One of the major upgrade-projects for the ALICE detector in Long Shutdown 2 is the replacement of the inner tracking detector. The upgraded Inner Tracking System (ITS) is constructed of seven cylindrical barrels with all together 24 120 pixel sensor chips arranged around the beam pipe in seven cylindrical layers. The Readout Unit (RU) is designed to control and read data from the detector. The 192 Readout Units are located in the radiation area, ~4 meters from the interaction point. The RUs send the sensor data on optical GigaBit Transceiver (GBT) links to the counting room, where 24 Common Readout Units (CRUs) aggregate the data from 8 RUs each. The GBT links are also used for monitoring and control of the detector and the RUs. 2 CRUs are installed in dedicated computers called First Level Processors (FLPs). These communicate both to the Offline-Online system for data offloading, as well as the Detector Control System (DCS).

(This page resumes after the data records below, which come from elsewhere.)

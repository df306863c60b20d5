use std::{
    fs::{self, File},
    io::Write,
    path::{Path, PathBuf},
};

use crate::{Config, ConfigError};

const TMP_SUFFIX: &str = "tmp";

/// Handles persistence for [`Config`].
#[derive(Debug, Clone)]
pub struct ConfigManager {
    config_path: PathBuf,
}

impl ConfigManager {
    pub fn new(config_path: PathBuf) -> Self {
        Self { config_path }
    }

    pub fn with_base_dir(base: PathBuf) -> Result<Self, ConfigError> {
        let config_dir = base.join("config");
        fs::create_dir_all(&config_dir)?;
        Ok(Self::new(config_dir.join("config.json")))
    }

    pub fn config_path(&self) -> &Path {
        &self.config_path
    }

    /// Loads the stored config, falling back to defaults when no file exists.
    pub fn load(&self) -> Result<Config, ConfigError> {
        if self.config_path.exists() {
            let data = fs::read_to_string(&self.config_path)?;
            serde_json::from_str(&data).map_err(|err| ConfigError::Serde(err.to_string()))
        } else {
            Ok(Config::default())
        }
    }

    pub fn save(&self, config: &Config) -> Result<(), ConfigError> {
        if let Some(parent) = self.config_path.parent() {
            fs::create_dir_all(parent)?;
        }
        let json = serde_json::to_string_pretty(config)
            .map_err(|err| ConfigError::Serde(err.to_string()))?;
        let tmp = tmp_path(&self.config_path);
        write_atomic(&tmp, &json)?;
        fs::rename(&tmp, &self.config_path)?;
        Ok(())
    }
}

fn tmp_path(path: &Path) -> PathBuf {
    let mut tmp = path.to_path_buf();
    let ext = match path.extension().and_then(|ext| ext.to_str()) {
        Some(existing) => format!("{}.{}", existing, TMP_SUFFIX),
        None => TMP_SUFFIX.to_string(),
    };
    tmp.set_extension(ext);
    tmp
}

fn write_atomic(path: &Path, data: &str) -> Result<(), ConfigError> {
    if let Some(parent) = path.parent() {
        fs::create_dir_all(parent)?;
    }
    let mut file = File::create(path)?;
    file.write_all(data.as_bytes())?;
    file.flush()?;
    Ok(())
}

The expected radiation environment in the location of the RU is  $\geq 20 \text{ MeV}$  high-energy hadron flux at 1 kHz/cm<sup>2</sup> [1] and with a Total Ionizing Dose (TID) of < 100 Gy for run 3. The fairly low TID is not considered to be a problem for the RU as numerous irradiation campaigns of the RU have confirmed. The high-energy hadron flux is on the other hand a concern. The RU has been designed with a modern Xilinx Kintex Ultrascale XCKU060 FPGA (see section 2 and fig. 1) at its core, where the Configuration RAM (CRAM) is SRAM based. It is therefore vulnerable to Single Event Upsets (SEUs), which is defined as a radiation induced change of value in a memory element. The expected SEU rate in the CRAM is 0.0004 Hz per FPGA and mitigation strategies are needed to avoid functional interrupts: (1) the design of the Xilinx FPGA must be protected, for instance by Triple Modular Redunancy (TMR), and (2) the SEUs in the CRAM must be continuously corrected to avoid accumulation of errors, commonly known as scrubbing. This paper describes how the scrubbing mechanism is implemented on the RUs of the ITS detector.

## 2. Readout unit overview

The Xilinx FPGA, from now on labeled main FPGA, interfaces the sensor elements, a dedicated power board, and it sends data and receives triggers from the CRU and the trigger system using the three radiation hard GBTx ASICs [2]. In addition, one radiation hard GBT-Slow Control ASIC (SCA) is used for slow control communication. The GBTx data frame has a data-field of 80 bits, which is used for communication with the main FPGA, and a 4 bit slow control field which is use for



**Figure 1:** Simplified Readout Unit block diagram, highlighting the external scrubbing solution

communication with the GBT-SCA chip. The SCA interfaces to the second FPGA on the RU; the flash-based Microsemi ProASIC3 A3PE600L (PA3). An external flash memory (Samsung K9WBG08U1M [3]) provides the storage for the main FPGA configuration files. The PA3, the flash memory and the SCA are the components comprising the external scrubber design.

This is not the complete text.